- Ambev (ABEV3) divulga resultados do 2T26 em 30 de julho.
- Itaú BBA e JPMorgan esperam trimestre sólido, mas sem grandes surpresas.
- Ambos mantêm recomendação neutra e preço-alvo de R$ 17 para ABEV3.
A Ambev (ABEV3) deve apresentar um segundo trimestre sólido, impulsionado pelo desempenho da operação de cervejas no Brasil e pelos efeitos da Copa do Mundo.
Apesar disso, Itaú BBA e JPMorgan avaliam que grande parte desse cenário positivo já está refletida no preço das ações, mantendo recomendação neutra para a companhia. A cervejaria divulga seus resultados do 2T26 em 30 de julho.
Mercado espera crescimento, mas surpresa positiva ficou mais difícil
O Itaú BBA projeta Ebitda consolidado de R$ 6,5 bilhões, praticamente em linha com o consenso de mercado.
Para a divisão de cervejas no Brasil, o banco estima crescimento de 8% no volume de vendas e avanço de 6% nos preços, refletindo uma recuperação do consumo favorecida por uma base de comparação mais fraca.
Segundo os analistas, entretanto, os investidores já precificam um trimestre robusto, reduzindo o espaço para novas revisões positivas após a valorização recente dos papéis.

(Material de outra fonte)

//! CLI command implementations.

pub mod orders;
pub mod roles;

use thiserror::Error;

use hapus_storefront::config::{ConfigError, FirebaseConfig};
use hapus_storefront::db::RepositoryError;
use hapus_storefront::store::FirebaseStore;

/// Errors that can occur while running a command.
#[derive(Debug, Error)]
pub enum CommandError {
    /// Firebase settings are missing or invalid.
    #[error("Configuration error: {0}")]
    Config(#[from] ConfigError),

    /// Store access failed.
    #[error("Database error: {0}")]
    Repository(#[from] RepositoryError),

    /// Nothing stored at the given id.
    #[error("Not found: {0}")]
    NotFound(String),
}

/// Connect to the Firebase database configured in the environment.
///
/// # Errors
///
/// Returns `CommandError::Config` if the Firebase variables are missing or
/// the database secret fails validation.
pub fn connect() -> Result<FirebaseStore, CommandError> {
    dotenvy::dotenv().ok();

    let config = FirebaseConfig::from_env()?;
    tracing::info!(database = %config.database_url, "Connecting to Firebase database...");
    Ok(FirebaseStore::new(config.database_url, config.database_secret))
}
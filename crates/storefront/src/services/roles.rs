//! Role management for the admin console.

use std::collections::BTreeMap;

use serde::Serialize;
use thiserror::Error;
use tracing::{info, instrument};

use hapus_core::{
    AdminAllowList, AuthUser, Email, EffectiveRole, RoleAction, RoleRecord, UserId, UserProfile,
};

use crate::db::{RepositoryError, RoleRepository, UserRepository};
use crate::store::DocumentStore;

/// Errors from role management.
#[derive(Debug, Error)]
pub enum RoleError {
    /// An admin tried to demote or suspend their own account.
    #[error("You cannot {0} your own account")]
    SelfRevocation(RoleAction),

    /// Store access failed.
    #[error(transparent)]
    Repository(#[from] RepositoryError),
}

/// One row of the admin user directory.
#[derive(Debug, Clone, PartialEq, Eq, Serialize)]
pub struct DirectoryEntry {
    pub uid: UserId,
    /// Registration profile. Users who only ever signed in with a link or
    /// Google have none.
    pub profile: Option<UserProfile>,
    /// Role record as stored.
    pub role: RoleRecord,
    /// Role after applying the allow-list and suspension.
    pub effective: EffectiveRole,
}

/// Role operations over a borrowed store.
pub struct RoleService<'a> {
    roles: RoleRepository<'a>,
    users: UserRepository<'a>,
}

impl<'a> RoleService<'a> {
    #[must_use]
    pub const fn new(store: &'a dyn DocumentStore) -> Self {
        Self {
            roles: RoleRepository::new(store),
            users: UserRepository::new(store),
        }
    }

    /// Apply `action` to `target` on behalf of `actor` and return the
    /// resulting record.
    ///
    /// # Errors
    ///
    /// Returns `RoleError::SelfRevocation` when the action would remove the
    /// actor's own admin access, `RoleError::Repository` if the write fails.
    #[instrument(skip(self, actor), fields(actor = %actor.uid, target = %target, action = %action))]
    pub async fn apply(
        &self,
        actor: &AuthUser,
        target: &UserId,
        action: RoleAction,
    ) -> Result<RoleRecord, RoleError> {
        if &actor.uid == target && action.revokes_admin() {
            return Err(RoleError::SelfRevocation(action));
        }
        self.roles.update(target, action.update()).await?;
        let record = self.roles.get(target).await?.unwrap_or_default();
        info!("role updated");
        Ok(record)
    }

    /// Every user with a profile or a role record, ordered by uid.
    ///
    /// # Errors
    ///
    /// Returns `RoleError::Repository` if either collection cannot be read.
    pub async fn directory(&self, allow: &AdminAllowList) -> Result<Vec<DirectoryEntry>, RoleError> {
        let mut roles = self.roles.list().await?;
        let mut entries: BTreeMap<String, DirectoryEntry> = BTreeMap::new();

        for profile in self.users.list().await? {
            let role = roles.remove(&profile.uid);
            let uid = profile.uid.clone();
            entries.insert(uid.as_str().to_owned(), entry(uid, Some(profile), role, allow));
        }
        for (uid, role) in roles {
            entries.insert(uid.as_str().to_owned(), entry(uid, None, Some(role), allow));
        }
        Ok(entries.into_values().collect())
    }
}

fn entry(
    uid: UserId,
    profile: Option<UserProfile>,
    role: Option<RoleRecord>,
    allow: &AdminAllowList,
) -> DirectoryEntry {
    let email = profile
        .as_ref()
        .and_then(|p| p.email.as_deref())
        .and_then(|raw| Email::parse(raw).ok());
    DirectoryEntry {
        effective: EffectiveRole::derive(role.as_ref(), email.as_ref(), allow),
        role: role.unwrap_or_default(),
        uid,
        profile,
    }
}

#[cfg(test)]
#[allow(clippy::unwrap_used)]
mod tests {
    use hapus_core::{RegistrationForm, Timestamp};

    use super::*;
    use crate::store::MemoryStore;

    fn admin() -> AuthUser {
        AuthUser {
            uid: UserId::new("admin-1"),
            email: Some(Email::parse("owner@devgadhapus.in").unwrap()),
            email_verified: true,
        }
    }

    async fn register(store: &MemoryStore, uid: &str, email: &str) {
        let account = RegistrationForm {
            name: "Kiran Deshmukh".to_owned(),
            email: email.to_owned(),
            phone: "9123456780".to_owned(),
            address: "9 Lalbaug".to_owned(),
            pincode: "400012".to_owned(),
            password: "kesar123".to_owned(),
            confirm_password: "kesar123".to_owned(),
        }
        .validate()
        .unwrap();
        let uid = UserId::new(uid);
        UserRepository::new(store)
            .put(&UserProfile::from_account(uid.clone(), &account, Timestamp::now()))
            .await
            .unwrap();
        RoleRepository::new(store).put(&uid, RoleRecord::NEW_USER).await.unwrap();
    }

    #[tokio::test]
    async fn test_promote_then_suspend() {
        let store = MemoryStore::new();
        register(&store, "u1", "kiran@example.in").await;
        let service = RoleService::new(&store);
        let target = UserId::new("u1");

        let record = service.apply(&admin(), &target, RoleAction::Promote).await.unwrap();
        assert!(record.is_admin_flagged());

        let record = service.apply(&admin(), &target, RoleAction::Suspend).await.unwrap();
        assert!(record.is_suspended());
        assert!(!record.is_admin_flagged());

        let record = service.apply(&admin(), &target, RoleAction::Unsuspend).await.unwrap();
        assert!(!record.is_suspended());
        assert!(!record.is_admin_flagged());
    }

    #[tokio::test]
    async fn test_admin_cannot_revoke_self() {
        let store = MemoryStore::new();
        let service = RoleService::new(&store);
        let me = admin();

        for action in [RoleAction::Demote, RoleAction::Suspend] {
            let err = service.apply(&me, &me.uid, action).await.unwrap_err();
            assert!(matches!(err, RoleError::SelfRevocation(a) if a == action));
        }
        assert!(service.apply(&me, &me.uid, RoleAction::Promote).await.is_ok());
    }

    #[tokio::test]
    async fn test_directory_merges_profiles_and_roles() {
        let store = MemoryStore::new();
        register(&store, "u1", "owner@devgadhapus.in").await;
        register(&store, "u2", "kiran@example.in").await;
        RoleRepository::new(&store)
            .put(&UserId::new("u3"), RoleRecord { admin: Some(true), suspended: Some(true) })
            .await
            .unwrap();

        let allow = AdminAllowList::parse("owner@devgadhapus.in");
        let entries = RoleService::new(&store).directory(&allow).await.unwrap();
        let uids: Vec<&str> = entries.iter().map(|e| e.uid.as_str()).collect();
        assert_eq!(uids, ["u1", "u2", "u3"]);

        assert!(entries[0].effective.is_admin);
        assert!(!entries[1].effective.is_admin);
        assert!(entries[2].profile.is_none());
        assert!(entries[2].effective.is_suspended);
        assert!(!entries[2].effective.is_admin);
    }
}
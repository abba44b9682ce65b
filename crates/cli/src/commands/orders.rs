//! Order inspection commands.

use hapus_core::{Order, OrderId, OrderStatus, SenderRole};
use hapus_storefront::db::OrderRepository;
use hapus_storefront::store::DocumentStore;

use super::CommandError;

/// Keep the orders with `status`, or all of them.
fn with_status(orders: Vec<Order>, status: Option<OrderStatus>) -> Vec<Order> {
    match status {
        Some(status) => orders
            .into_iter()
            .filter(|order| order.record.status == status)
            .collect(),
        None => orders,
    }
}

/// List the `limit` most recent orders, newest first.
///
/// # Errors
///
/// Returns `CommandError::Repository` if the query fails.
#[allow(clippy::print_stdout)]
pub async fn list(
    store: &dyn DocumentStore,
    status: Option<OrderStatus>,
    limit: usize,
) -> Result<(), CommandError> {
    let orders = with_status(OrderRepository::new(store).recent(limit).await?, status);

    if orders.is_empty() {
        println!("No orders.");
        return Ok(());
    }

    for order in &orders {
        let record = &order.record;
        println!(
            "{}  #{}  {:<9}  {:>8}  {} item(s)  {}  {}",
            record.created_at,
            order.id.short_ref(),
            record.status.as_str(),
            record.total_price.to_string(),
            record.item_count(),
            record.customer.name,
            order.id,
        );
    }
    Ok(())
}

/// Print one order with its line items and messages.
///
/// # Errors
///
/// Returns `CommandError::NotFound` for an unknown id.
#[allow(clippy::print_stdout)]
pub async fn show(store: &dyn DocumentStore, id: &str) -> Result<(), CommandError> {
    let id = OrderId::new(id);
    let order = OrderRepository::new(store)
        .get(&id)
        .await?
        .ok_or_else(|| CommandError::NotFound(format!("order {id}")))?;
    let record = &order.record;

    println!("Order #{} ({})", id.short_ref(), id);
    println!("  status:   {}", record.status);
    println!("  placed:   {}", record.created_at);
    println!("  user:     {}", record.user_id);
    println!("  customer: {} <{}>", record.customer.name, record.customer.email.as_deref().unwrap_or("-"));
    println!("  phone:    {}", record.customer.phone);
    println!("  address:  {} {}", record.customer.address, record.customer.pincode);
    if let Some(notes) = &record.customer.notes {
        println!("  notes:    {notes}");
    }

    println!("  items:");
    for line in &record.items {
        println!("    {} x {} ({}) @ {}", line.quantity, line.name, line.weight, line.price);
    }
    println!("  total:    {}", record.total_price);

    if !record.messages.is_empty() {
        println!("  messages:");
        for message in &record.messages {
            let sender = match message.sender_type {
                SenderRole::Admin => "admin",
                SenderRole::User => "user",
            };
            println!("    [{}] {sender}: {}", message.timestamp, message.message);
        }
    }
    Ok(())
}

#[cfg(test)]
#[allow(clippy::unwrap_used)]
mod tests {
    use hapus_core::{
        Cart, CheckoutForm, Email, OrderRecord, ProductId, Timestamp, UserId, catalog,
    };

    use super::*;

    fn order(id: &str, status: OrderStatus) -> Order {
        let mut cart = Cart::new();
        cart.add(catalog::find(&ProductId::new("royal-hapus")).unwrap());
        let contact = CheckoutForm {
            name: "Meera".to_string(),
            phone: "9876543210".to_string(),
            address: "12 Marine Drive".to_string(),
            pincode: "400020".to_string(),
            notes: None,
        }
        .validate()
        .unwrap();
        let email = Email::parse("meera@example.in").unwrap();
        let mut record = OrderRecord::from_checkout(
            &UserId::new("u1"),
            Some(&email),
            &cart,
            contact,
            Timestamp::now(),
        )
        .unwrap();
        record.status = status;
        Order {
            id: OrderId::new(id),
            record,
        }
    }

    #[test]
    fn test_status_filter() {
        let orders = vec![
            order("-a", OrderStatus::Pending),
            order("-b", OrderStatus::Confirmed),
            order("-c", OrderStatus::Pending),
        ];

        let pending = with_status(orders.clone(), Some(OrderStatus::Pending));
        assert_eq!(pending.len(), 2);
        assert!(pending.iter().all(|o| o.record.status == OrderStatus::Pending));

        assert_eq!(with_status(orders, None).len(), 3);
    }
}
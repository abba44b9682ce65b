//! Order workflow.
//!
//! Orders go `pending -> confirmed` or `pending -> rejected`. Status changes
//! are made only from the admin console; overwriting a terminal status is
//! allowed and logged.

use thiserror::Error;
use tracing::{info, instrument, warn};

use hapus_core::{
    AuthUser, Cart, CheckoutForm, Order, OrderBuckets, OrderId, OrderMessage, OrderRecord,
    OrderStatus, SenderRole, Timestamp, UserId, ValidationError,
};

use crate::db::orders::ADMIN_WINDOW;
use crate::db::{OrderRepository, RepositoryError};
use crate::store::DocumentStore;

/// Errors from the order workflow.
#[derive(Debug, Error)]
pub enum OrderError {
    /// Input rejected before anything was written.
    #[error(transparent)]
    Validation(#[from] ValidationError),

    /// No order with this id.
    #[error("order not found: {0}")]
    NotFound(OrderId),

    /// Store access failed.
    #[error(transparent)]
    Repository(#[from] RepositoryError),
}

/// Order operations over a borrowed store.
pub struct OrderService<'a> {
    orders: OrderRepository<'a>,
}

impl<'a> OrderService<'a> {
    #[must_use]
    pub const fn new(store: &'a dyn DocumentStore) -> Self {
        Self {
            orders: OrderRepository::new(store),
        }
    }

    /// Turn the cart into a pending order.
    ///
    /// All checks run before the write. The caller clears the cart once this
    /// returns `Ok`.
    ///
    /// # Errors
    ///
    /// Returns `OrderError::Validation` for an empty cart or an invalid
    /// delivery form, `OrderError::Repository` if the write fails.
    #[instrument(skip(self, cart, form), fields(user_id = %user.uid, items = cart.total_items()))]
    pub async fn place_order(
        &self,
        user: &AuthUser,
        cart: &Cart,
        form: &CheckoutForm,
    ) -> Result<OrderId, OrderError> {
        if cart.is_empty() {
            return Err(ValidationError::EmptyCart.into());
        }
        let contact = form.validate()?;
        let record = OrderRecord::from_checkout(
            &user.uid,
            user.email.as_ref(),
            cart,
            contact,
            Timestamp::now(),
        )?;
        let id = self.orders.create(&record).await?;
        info!(order_id = %id, total = %record.total_price, "order placed");
        Ok(id)
    }

    /// The most recent orders grouped by status.
    ///
    /// # Errors
    ///
    /// Returns `OrderError::Repository` if the query fails.
    pub async fn recent_for_admin(&self) -> Result<OrderBuckets, OrderError> {
        let orders = self.orders.recent(ADMIN_WINDOW).await?;
        Ok(OrderBuckets::partition(orders))
    }

    /// Orders placed by `uid`, newest first.
    ///
    /// # Errors
    ///
    /// Returns `OrderError::Repository` if the query fails.
    pub async fn for_user(&self, uid: &UserId) -> Result<Vec<Order>, OrderError> {
        Ok(self.orders.for_user(uid).await?)
    }

    /// Mark an order confirmed.
    ///
    /// # Errors
    ///
    /// Returns `OrderError::NotFound` for an unknown id.
    pub async fn confirm(&self, id: &OrderId) -> Result<(), OrderError> {
        self.transition(id, OrderStatus::Confirmed).await
    }

    /// Mark an order rejected.
    ///
    /// # Errors
    ///
    /// Returns `OrderError::NotFound` for an unknown id.
    pub async fn reject(&self, id: &OrderId) -> Result<(), OrderError> {
        self.transition(id, OrderStatus::Rejected).await
    }

    #[instrument(skip(self), fields(order_id = %id))]
    async fn transition(&self, id: &OrderId, status: OrderStatus) -> Result<(), OrderError> {
        let order = self
            .orders
            .get(id)
            .await?
            .ok_or_else(|| OrderError::NotFound(id.clone()))?;

        let previous = order.record.status;
        if previous.is_terminal() && previous != status {
            warn!(from = %previous, to = %status, "overwriting terminal order status");
        }
        self.orders.set_status(id, status).await?;
        info!(from = %previous, to = %status, "order status changed");
        Ok(())
    }

    /// Append a message to an order's thread and return the whole thread.
    ///
    /// The thread is read, extended and written back as a whole; a message
    /// appended concurrently by someone else can be lost.
    ///
    /// # Errors
    ///
    /// Returns `OrderError::Validation` for a blank message and
    /// `OrderError::NotFound` for an unknown id.
    #[instrument(skip(self, text), fields(order_id = %id))]
    pub async fn append_message(
        &self,
        id: &OrderId,
        sender: SenderRole,
        text: &str,
    ) -> Result<Vec<OrderMessage>, OrderError> {
        let message = OrderMessage::compose(sender, text, Timestamp::now())?;
        let order = self
            .orders
            .get(id)
            .await?
            .ok_or_else(|| OrderError::NotFound(id.clone()))?;

        let mut messages = order.record.messages;
        messages.push(message);
        self.orders.set_messages(id, &messages).await?;
        Ok(messages)
    }
}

Bancos seguem neutros para a ação
O JPMorgan também espera resultados consistentes e projeta Ebitda de R$ 6,68 bilhões e lucro líquido de R$ 3,11 bilhões, acima do consenso da Bloomberg.
Mesmo assim, o banco ressalta que as ações negociam próximas do múltiplo considerado justo, enquanto fatores como o elevado endividamento das famílias e mudanças estruturais no consumo podem limitar o crescimento da demanda no longo prazo.
Diante desse cenário, tanto o Itaú BBA quanto o JPMorgan mantiveram recomendação neutra para a Ambev, com preço-alvo de R$ 17.